(Stored items from a collection)
──────────

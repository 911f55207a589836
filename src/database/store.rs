//! Interaction store: contact → last interaction time.
//!
//! The greeting handler only needs two operations, so storage sits behind
//! [`InteractionStore`]. Production uses the MongoDB repository; the
//! in-memory store backs tests and dry runs.

use std::sync::Arc;

use async_trait::async_trait;
use chrono::{DateTime, Utc};
use dashmap::DashMap;
use thiserror::Error;

use crate::protocol::Jid;

/// Storage failures.
#[derive(Debug, Error)]
pub enum StoreError {
    #[error("database error: {0}")]
    Database(#[from] mongodb::error::Error),
}

/// Durable last-interaction timestamps keyed by non-device chat identity.
///
/// Implementations must accept concurrent callers. Concurrent writes to the
/// same key resolve as last write wins.
#[async_trait]
pub trait InteractionStore: Send + Sync {
    /// Last recorded interaction, `None` when the contact is new.
    async fn last_interaction(&self, chat: &Jid) -> Result<Option<DateTime<Utc>>, StoreError>;

    /// Insert or replace the record for `chat`.
    async fn record_interaction(&self, chat: &Jid, at: DateTime<Utc>) -> Result<(), StoreError>;
}

/// Process-local store. Contents are lost on restart.
#[derive(Debug, Clone, Default)]
pub struct MemoryInteractionStore {
    data: Arc<DashMap<String, DateTime<Utc>>>,
}

impl MemoryInteractionStore {
    pub fn new() -> Self {
        Self::default()
    }

    #[cfg(test)]
    pub fn len(&self) -> usize {
        self.data.len()
    }

    #[cfg(test)]
    pub fn is_empty(&self) -> bool {
        self.data.is_empty()
    }
}

#[async_trait]
impl InteractionStore for MemoryInteractionStore {
    async fn last_interaction(&self, chat: &Jid) -> Result<Option<DateTime<Utc>>, StoreError> {
        Ok(self.data.get(&chat.to_string()).map(|entry| *entry))
    }

    async fn record_interaction(&self, chat: &Jid, at: DateTime<Utc>) -> Result<(), StoreError> {
        self.data.insert(chat.to_string(), at);
        Ok(())
    }
}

──────────

What the exercise asks
Scan the records above for the string "Option", and copy every line where it turns up.

The answer
    async fn last_interaction(&self, chat: &Jid) -> Result<Option<DateTime<Utc>>, StoreError>;
    async fn last_interaction(&self, chat: &Jid) -> Result<Option<DateTime<Utc>>, StoreError> {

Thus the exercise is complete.